“Los hambrientos” película de zombies se estrenará el 22 de noviembre

Llega una nueva película distópica pero bastante interesante, de la mano del director canadiense Robin Aubert. Hermosa fotografía, tensión y excelente banda de sonido.

Observar a un ser humano agresivo que corre hacia alguien para morderlo, o alguien que sufra dicha mordida, o que borbotee sangre por todos lados y haya gritos de desesperación, ya lo hemos visto. Muchos lo llamarían zombies, infectados o “walkers”.

En esta película nadie dice la palabra con Z ni ninguna denominación. Además de tener peculiaridades que la acercan a ese tipo de películas, Los Hambrientos posee cierta originalidad que se aleja de lo visto habitualmente.

La historia transcurre en un pequeño y remoto pueblo en el norte de Quebec. Allí algunas cosas han cambiado. Los lugareños ya no son los mismos y todos parecen enloquecidos siendo una mezcla de los rápidos infectados que hemos visto en películas como World War Z y 28 Days Later. Entonces un grupo de supervivientes se esconde en el bosque en busca de otros como ellos para subsistir como se pueda.

La película comienza con escenas interesantes y determinantes pero sin mucha información que recuerda a los buenos capítulos de The Walking Dead. Primero un ataque de una joven que parece hambrienta. Un niño con una escopeta que se aleja de tumbas. Un hombre corriendo. Dos hombres contándose chistes mientras queman cuerpos y una señora que deliberadamente con mucho ensañamiento mata a un hombre “infectado”.

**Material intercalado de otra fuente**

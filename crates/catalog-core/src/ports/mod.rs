//! Port traits (interfaces) for dependency injection

pub mod store;

pub use store::RecordStore;
//! Book records

use once_cell::sync::Lazy;
use serde::{Deserialize, Serialize};

use crate::record::{FieldValue, Record};
use crate::schema::{FieldSpec, Schema};

static BOOK_SCHEMA: Lazy<Schema> = Lazy::new(|| {
    Schema::new(
        Book::KIND,
        vec![
            FieldSpec::id(),
            FieldSpec::text("title", 3, None),
            FieldSpec::text("author", 3, None),
            FieldSpec::text("description", 1, Some(100)),
            FieldSpec::float("rating", Some(0.0), Some(5.0)),
            FieldSpec::integer("published_date", Some(1700), Some(2024)),
            FieldSpec::text("category", 0, None).optional(),
        ],
    )
});

/// A catalog book
#[derive(Debug, Clone, PartialEq, Serialize, Deserialize)]
pub struct Book {
    #[serde(default)]
    pub id: i64,
    pub title: String,
    pub author: String,
    pub description: String,
    pub rating: f64,
    pub published_date: i64,
    #[serde(default, skip_serializing_if = "Option::is_none")]
    pub category: Option<String>,
}

impl Book {
    /// The books a fresh catalog starts with
    pub fn samples() -> Vec<Book> {
        [
            (1, "Computer Science Fundamentals", "Arpan Moitra", "Great Book for CS Fundamentals", 4.9, 2020),
            (2, "Learning Fast API", "Arpan Moitra", "Great Book for learning FastAPI", 4.3, 2021),
            (3, "Learning Product Management", "Shreyans Jain", "Great book to learn ProdMan", 4.9, 2021),
            (4, "Learning Marketing", "Prisha Kumar", "Great book to learn Marketing", 4.7, 2023),
            (5, "Learning C++", "Moin Memon", "Great book for learning C++", 4.5, 2022),
            (6, "Learning Python", "Samay Varshney", "Great book for learning Python", 4.6, 2022),
        ]
        .into_iter()
        .map(|(id, title, author, description, rating, published_date)| Book {
            id,
            title: title.to_string(),
            author: author.to_string(),
            description: description.to_string(),
            rating,
            published_date,
            category: None,
        })
        .collect()
    }
}

impl Record for Book {
    const KIND: &'static str = "book";

    fn schema() -> &'static Schema {
        &BOOK_SCHEMA
    }

    fn id(&self) -> i64 {
        self.id
    }

    fn set_id(&mut self, id: i64) {
        self.id = id;
    }

    fn field(&self, name: &str) -> Option<FieldValue<'_>> {
        match name {
            "id" => Some(FieldValue::Integer(self.id)),
            "title" => Some(FieldValue::Text(&self.title)),
            "author" => Some(FieldValue::Text(&self.author)),
            "description" => Some(FieldValue::Text(&self.description)),
            "rating" => Some(FieldValue::Float(self.rating)),
            "published_date" => Some(FieldValue::Integer(self.published_date)),
            "category" => self.category.as_deref().map(FieldValue::Text),
            _ => None,
        }
    }
}
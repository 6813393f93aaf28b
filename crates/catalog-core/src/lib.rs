//! Catalog Core Library
//!
//! Record types, field schemas, payload validation, query filters and the
//! storage port shared by every catalog backend.

pub mod error;
pub mod filter;
pub mod ports;
pub mod record;
pub mod schema;
pub mod types;

pub use error::{CatalogError, Result};
pub use filter::{Filter, Predicate};
pub use ports::RecordStore;
pub use record::{FieldValue, Record};
pub use schema::{validate, FieldError, FieldKind, FieldSpec, Schema, ValidationError};
pub use types::{Book, Todo};
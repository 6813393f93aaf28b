//! Business logic services

pub mod catalog;

pub use catalog::Catalog;
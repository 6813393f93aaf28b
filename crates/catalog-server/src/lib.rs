//! Catalog Server
//!
//! REST CRUD over the book catalog (in memory) and the todo list (SQLite).

pub mod config;
pub mod error;
pub mod handlers;
pub mod services;
pub mod storage;

use axum::{routing::get, Router};
use catalog_core::{Book, Todo};
use tower_http::cors::{Any, CorsLayer};
use tower_http::trace::TraceLayer;

use services::Catalog;

/// Application state shared across handlers
#[derive(Clone)]
pub struct AppState {
    pub books: Catalog<Book>,
    pub todos: Catalog<Todo>,
}

/// Build the HTTP router
pub fn app(state: AppState) -> Router {
    Router::new()
        .route("/health", get(handlers::health))
        .merge(handlers::records::routes("/books", state.books))
        .merge(handlers::records::routes("/todos", state.todos))
        .layer(
            CorsLayer::new()
                .allow_origin(Any)
                .allow_methods(Any)
                .allow_headers(Any),
        )
        .layer(TraceLayer::new_for_http())
}
//! HTTP error responses

use axum::{
    extract::rejection::{JsonRejection, PathRejection},
    http::StatusCode,
    response::{IntoResponse, Response},
    Json,
};
use catalog_core::{CatalogError, FieldError, ValidationError};
use serde_json::json;

/// Handler error, rendered as `{"error", "code"[, "details"]}`
#[derive(Debug)]
pub struct ApiError(pub CatalogError);

impl ApiError {
    pub fn status_code(&self) -> StatusCode {
        match &self.0 {
            CatalogError::Validation(_) | CatalogError::Serialization(_) => {
                StatusCode::UNPROCESSABLE_ENTITY
            }
            CatalogError::NotFound { .. } => StatusCode::NOT_FOUND,
            CatalogError::Storage(_) => StatusCode::INTERNAL_SERVER_ERROR,
        }
    }
}

impl From<CatalogError> for ApiError {
    fn from(e: CatalogError) -> Self {
        ApiError(e)
    }
}

impl From<PathRejection> for ApiError {
    fn from(rejection: PathRejection) -> Self {
        ApiError(CatalogError::Validation(ValidationError::single(FieldError::new(
            "id",
            "type",
            rejection.body_text(),
        ))))
    }
}

impl From<JsonRejection> for ApiError {
    fn from(rejection: JsonRejection) -> Self {
        ApiError(CatalogError::Serialization(rejection.body_text()))
    }
}

impl IntoResponse for ApiError {
    fn into_response(self) -> Response {
        let status = self.status_code();
        if status.is_server_error() {
            tracing::error!("Request failed: {}", self.0);
        }

        let body = match &self.0 {
            CatalogError::Validation(v) => json!({
                "error": "Validation failed",
                "code": self.0.code(),
                "details": v.errors,
            }),
            other => json!({
                "error": other.to_string(),
                "code": other.code(),
            }),
        };
        (status, Json(body)).into_response()
    }
}
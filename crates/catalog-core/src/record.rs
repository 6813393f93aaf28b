//! Record trait implemented by every collection item

use serde::de::DeserializeOwned;
use serde::Serialize;

use crate::schema::Schema;

/// Borrowed view of one field, used by query filters
#[derive(Debug, Clone, Copy, PartialEq)]
pub enum FieldValue<'a> {
    Text(&'a str),
    Integer(i64),
    Float(f64),
    Bool(bool),
}

/// An entity held by a [`RecordStore`](crate::ports::RecordStore)
pub trait Record: Clone + Serialize + DeserializeOwned + Send + Sync + 'static {
    /// Singular name, used in logs and error messages
    const KIND: &'static str;

    fn schema() -> &'static Schema;

    fn id(&self) -> i64;

    fn set_id(&mut self, id: i64);

    /// Field lookup by schema name. `None` for absent optional fields.
    fn field(&self, name: &str) -> Option<FieldValue<'_>>;
}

Una de las cosas en las que se destaca del film es la distinción de estos personajes, separados a lo largo de la película, luego se irán reuniendo en el transcurso de la trama. Todos están bien interpretados por actores y actrices canadienses como Marc-André Grondin, Monia Chokri y Micheline Lanctôt, entre otros.

Siempre está la diferencia entre las películas distópicas en donde existen más vínculos entre los personajes, manifestándose más el drama como sucedió con Train To Busan.

De las otras más enfocadas en los infectados en sí, que aterran a los protagonistas. En este caso hay un balance entre esos planteamientos presentando escenas con gran tensión y momentos sangrientos, como también diálogos naturales y circunstancias dolorosas para los personajes.